The good news is the kind of changes we need to make across the board in how we pay providers will benefit all of their constituents. On that they can agree, whether they will or not who knows?
For all we know these rural guys are angling for higher crop subsidies or something totally unrelated to health reform. Stay tuned.
Posted by: markg8 | July 28, 2009 at 02:07 PM
I was just pointing to another instance of the mask slipping, that's all.
Posted by: Dennis the Peasant | July 28, 2009 at 03:06 PM
markg8-
"Thanks for chiming in a week late Donnie."
You are welcome. And possibly an asshole.
Posted by: DonnieDarko | July 28, 2009 at 03:10 PM
Jesus Donnie you still have doubts? I don't come here to make lovey dovey.
What would that mask be Dennis?
Posted by: markg8 | July 28, 2009 at 03:18 PM
Erm, I have a feeling that Our Nathan ("Our" first name being what we use around where I'm from to indicate the family idiot) has slightly missd the point.

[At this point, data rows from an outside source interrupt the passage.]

//! Per-frame memoization of pairwise landmark distances.
//!
//! A fixed triangular table covers every unordered (a, b) landmark pair.
//! Each slot remembers the epoch it was filled in; advancing the epoch
//! invalidates the whole table without touching it.

use std::cell::Cell;

use super::landmarks::LANDMARK_COUNT;

/// Number of unordered pairs including (i, i).
const TABLE_SIZE: usize = LANDMARK_COUNT * (LANDMARK_COUNT + 1) / 2;

#[derive(Debug, Clone, Copy)]
struct Slot {
    epoch: u64,
    value: f32,
}

impl Slot {
    const EMPTY: Slot = Slot { epoch: 0, value: 0.0 };
}

/// Epoch-versioned symmetric distance table.
#[derive(Debug)]
pub struct DistanceTable {
    epoch: u64,
    slots: [Cell<Slot>; TABLE_SIZE],
}

impl Default for DistanceTable {
    fn default() -> Self {
        Self::new()
    }
}

impl DistanceTable {
    pub fn new() -> Self {
        Self {
            // Slots start at epoch 0, so the first real epoch is 1.
            epoch: 1,
            slots: std::array::from_fn(|_| Cell::new(Slot::EMPTY)),
        }
    }

    /// Current epoch.
    pub fn epoch(&self) -> u64 {
        self.epoch
    }

    /// Start a new frame; every cached value becomes stale.
    pub fn advance(&mut self) {
        self.epoch += 1;
    }

    /// Cached distance for the unordered pair, computing it on a miss.
    ///
    /// Pairs outside the 21-landmark table are computed every time.
    pub fn get_or_compute(&self, a: usize, b: usize, compute: impl FnOnce() -> f32) -> f32 {
        let Some(slot) = slot_index(a, b).map(|i| &self.slots[i]) else {
            return compute();
        };

        let cached = slot.get();
        if cached.epoch == self.epoch {
            return cached.value;
        }

        let value = compute();
        slot.set(Slot {
            epoch: self.epoch,
            value,
        });
        value
    }

    /// Whether the pair has a value for the current epoch.
    #[cfg(test)]
    pub fn is_cached(&self, a: usize, b: usize) -> bool {
        slot_index(a, b)
            .map(|i| self.slots[i].get().epoch == self.epoch)
            .unwrap_or(false)
    }
}

/// Triangular index for (min, max).
fn slot_index(a: usize, b: usize) -> Option<usize> {
    let (lo, hi) = if a <= b { (a, b) } else { (b, a) };
    if hi >= LANDMARK_COUNT {
        return None;
    }
    Some(hi * (hi + 1) / 2 + lo)
}
//! arhand-bridge: hand gesture classification and tracking-data streaming.
//!
//! Recorded hand landmark frames are classified into neutral, pinching,
//! pointing and open-hand gestures, mapped to a world-space pointer, and
//! streamed with head/gaze data to a UDP consumer.

pub mod config;
pub mod hand;
pub mod net;
pub mod replay;
pub mod session;
pub mod sexp;
pub mod tracking;

pub use config::BridgeConfig;
pub use hand::{GestureClassifier, GestureEvent, GestureKind};
pub use session::BridgeSession;
//! arhand-bridge - replays recorded hand landmarks through the gesture
//! classifier and streams tracking packets over UDP.

use std::net::SocketAddr;
use std::path::PathBuf;

use anyhow::Context;
use calloop::timer::{TimeoutAction, Timer};
use calloop::EventLoop;
use clap::Parser;
use tracing::{info, warn};

use arhand_bridge::replay::Replay;
use arhand_bridge::{BridgeConfig, BridgeSession};

#[derive(Parser, Debug)]
#[command(name = "arhand-bridge", about = "Hand gesture classifier and UDP tracking bridge")]
struct Cli {
    /// Recorded frames, one s-expression plist per line
    #[arg(long, required_unless_present = "version")]
    replay: Option<PathBuf>,

    /// Config plist overriding the defaults
    #[arg(long)]
    config: Option<PathBuf>,

    /// Tracking consumer address (host:port)
    #[arg(long)]
    server: Option<SocketAddr>,

    /// Local UDP port for replies (0 = any)
    #[arg(long)]
    local_port: Option<u16>,

    /// Replay frames per second
    #[arg(long)]
    frame_rate: Option<f64>,

    /// Restart the replay when it ends
    #[arg(long = "loop")]
    looping: bool,

    /// Stop after N frames
    #[arg(long)]
    max_frames: Option<u64>,

    /// Classify only; do not open the UDP link
    #[arg(long)]
    no_send: bool,

    /// Show version and exit
    #[arg(long)]
    version: bool,
}

fn main() -> anyhow::Result<()> {
    let cli = Cli::parse();

    if cli.version {
        println!("arhand-bridge {}", env!("CARGO_PKG_VERSION"));
        return Ok(());
    }

    tracing_subscriber::fmt()
        .with_env_filter(
            tracing_subscriber::EnvFilter::try_from_default_env()
                .unwrap_or_else(|_| "arhand_bridge=info".into()),
        )
        .init();

    info!("arhand-bridge v{} starting", env!("CARGO_PKG_VERSION"));

    let mut config = match &cli.config {
        Some(path) => BridgeConfig::load(path)?,
        None => BridgeConfig::default(),
    };
    if let Some(server) = cli.server {
        config.link.server = server;
    }
    if let Some(port) = cli.local_port {
        config.link.local_port = port;
    }
    if let Some(rate) = cli.frame_rate {
        anyhow::ensure!(rate > 0.0, "--frame-rate must be positive");
        config.frame_rate_hz = rate;
    }
    info!(config = %config.config_sexp(), "configuration");

    let replay_path = cli.replay.context("--replay is required")?;
    let replay = Replay::load(&replay_path)?;
    if replay.is_empty() {
        warn!(path = %replay_path.display(), "replay has no frames");
    }

    let mut session = BridgeSession::new(&config, replay)?;
    session.set_looping(cli.looping);
    session.set_max_frames(cli.max_frames);
    if !cli.no_send {
        session.start_sending()?;
    }

    let mut event_loop: EventLoop<BridgeSession> =
        EventLoop::try_new().context("failed to create event loop")?;
    let signal = event_loop.get_signal();
    let interval = session.frame_interval();

    // One replay frame per timer tick.
    event_loop
        .handle()
        .insert_source(Timer::from_duration(interval), move |_, _, session| {
            match session.step() {
                Some(report) => {
                    if !report.events.is_empty() {
                        info!(
                            frame = report.index,
                            gesture = report.gesture.as_str(),
                            "frame events"
                        );
                    }
                    TimeoutAction::ToDuration(interval)
                }
                None => {
                    signal.stop();
                    TimeoutAction::Drop
                }
            }
        })
        .map_err(|e| anyhow::anyhow!("failed to insert frame timer: {:?}", e))?;

    info!(
        interval_ms = interval.as_millis() as u64,
        sending = !cli.no_send,
        "entering frame loop"
    );
    event_loop
        .run(None, &mut session, |_| {})
        .context("event loop failed")?;

    session.finish();
    Ok(())
}
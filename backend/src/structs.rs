use std::convert::Infallible;
use std::fmt;

use rocket::data::{self, Data, FromData, Limits};
use rocket::http::Status;
use rocket::request::{FromParam, Request};
use serde::de::DeserializeOwned;
use serde::{Deserialize, Deserializer, Serialize};
use serde_json::Value;
use thiserror::Error;

#[derive(Serialize, Deserialize, Debug, Clone, PartialEq)]
pub struct Note {
    pub id: i64,
    pub title: String,
    pub content: String,
    pub user: String,
}

pub type NoteVector = Vec<Note>;

/// Body of create and replace requests. Absent or `null` fields are stored as
/// empty strings, other scalars as their JSON text.
#[derive(Deserialize, Debug, Default)]
#[serde(default)]
pub struct NoteInput {
    #[serde(deserialize_with = "loose_string")]
    pub title: String,
    #[serde(deserialize_with = "loose_string")]
    pub content: String,
    #[serde(deserialize_with = "loose_string")]
    pub user: String,
}

/// Body of a partial update. Absent or `null` fields keep the stored value.
#[derive(Deserialize, Debug, Default)]
#[serde(default)]
pub struct NotePatch {
    #[serde(deserialize_with = "loose_optional_string")]
    pub title: Option<String>,
    #[serde(deserialize_with = "loose_optional_string")]
    pub content: Option<String>,
    #[serde(deserialize_with = "loose_optional_string")]
    pub user: Option<String>,
}

fn loose_string<'de, D: Deserializer<'de>>(deserializer: D) -> Result<String, D::Error> {
    Ok(loose_optional_string(deserializer)?.unwrap_or_default())
}

fn loose_optional_string<'de, D: Deserializer<'de>>(deserializer: D) -> Result<Option<String>, D::Error> {
    Ok(match Value::deserialize(deserializer)? {
        Value::Null => None,
        Value::String(text) => Some(text),
        other => Some(other.to_string()),
    })
}

#[derive(Debug, Error)]
pub enum BodyError {
    #[error("failed reading request body: {0}")]
    Io(#[from] std::io::Error),
    #[error("request body exceeds the json limit")]
    TooLarge,
    #[error("request body is not valid json: {0}")]
    Json(#[from] serde_json::Error),
}

/// JSON request body where an empty payload reads as `{}`.
pub struct NoteBody<T>(pub T);

impl<T> NoteBody<T> {
    pub fn into_inner(self) -> T {
        self.0
    }
}

#[rocket::async_trait]
impl<'r, T: DeserializeOwned + Default> FromData<'r> for NoteBody<T> {
    type Error = BodyError;

    async fn from_data(request: &'r Request<'_>, data: Data<'r>) -> data::Outcome<'r, Self> {
        let limit = request.limits().get("json").unwrap_or(Limits::JSON);
        let raw = match data.open(limit).into_string().await {
            Ok(raw) if raw.is_complete() => raw.into_inner(),
            Ok(_) => return data::Outcome::Error((Status::PayloadTooLarge, BodyError::TooLarge)),
            Err(e) => return data::Outcome::Error((Status::BadRequest, e.into())),
        };

        if raw.trim().is_empty() {
            return data::Outcome::Success(NoteBody(T::default()));
        }
        match serde_json::from_str(&raw) {
            Ok(body) => data::Outcome::Success(NoteBody(body)),
            Err(e) => data::Outcome::Error((Status::BadRequest, e.into())),
        }
    }
}

impl NotePatch {
    pub fn apply(self, note: &Note) -> NoteInput {
        NoteInput {
            title: self.title.unwrap_or_else(|| note.title.clone()),
            content: self.content.unwrap_or_else(|| note.content.clone()),
            user: self.user.unwrap_or_else(|| note.user.clone()),
        }
    }
}

/// Note ID taken from the path. Parses a leading integer and ignores the rest,
/// so `12abc` is note 12. Anything without leading digits becomes `NaN` and
/// matches no note. A digit run too long for `i64` matches nothing either but
/// still prints as a number.
#[derive(Debug, Clone, PartialEq)]
pub struct NoteId {
    value: Option<i64>,
    shown: String,
}

impl NoteId {
    pub fn parse(raw: &str) -> Self {
        let trimmed = raw.trim_start();
        let negative = trimmed.starts_with('-');
        let unsigned = trimmed.strip_prefix(|c: char| c == '+' || c == '-').unwrap_or(trimmed);
        let digits = &unsigned[..unsigned.find(|c: char| !c.is_ascii_digit()).unwrap_or(unsigned.len())];

        if digits.is_empty() {
            return NoteId { value: None, shown: "NaN".to_string() };
        }

        let significant = match digits.trim_start_matches('0') {
            "" => "0",
            rest => rest,
        };
        let shown = if negative && significant != "0" {
            format!("-{}", significant)
        } else {
            significant.to_string()
        };

        NoteId { value: shown.parse().ok(), shown }
    }

    pub fn value(&self) -> Option<i64> {
        self.value
    }
}

impl fmt::Display for NoteId {
    fn fmt(&self, f: &mut fmt::Formatter<'_>) -> fmt::Result {
        f.write_str(&self.shown)
    }
}

impl<'a> FromParam<'a> for NoteId {
    type Error = Infallible;

    fn from_param(param: &'a str) -> Result<Self, Self::Error> {
        Ok(NoteId::parse(param))
    }
}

The Constitution was deliberately written that way, with States representd in one chanber, population in the other, so as to reduce the ability of the majority to trample on the (perceived perhaps) rights of the minority.
I agree it didn't work out great with slavery but here the system is working just as designed.
Posted by: Tim Worstall | July 29, 2009 at 08:12 AM
to reduce the ability of the majority to trample on the (perceived perhaps) rights of the minority. I agree it didn't work out great with slavery but here the system is working just as designed.
It is working out just as designed if you mean the founding fathers wanted to let powerful interests bribe small population rural state senators into holding back legislation that would benefit most of the country.
Posted by: markg8 | July 29, 2009 at 09:34 AM
Tim-
As you can see from Nathan's post, and Mark's comment, the Constitution is only to be respect when it protects and/or promotes the interests of progressive public policy. When it does not, it is to be reviled.
Posted by: Dennis the Peasant | July 29, 2009 at 10:22 AM
Thanks to Newman New Mexico now has a new State slogan.
New Mexico: We may not be the whitest but we're one of the smallest!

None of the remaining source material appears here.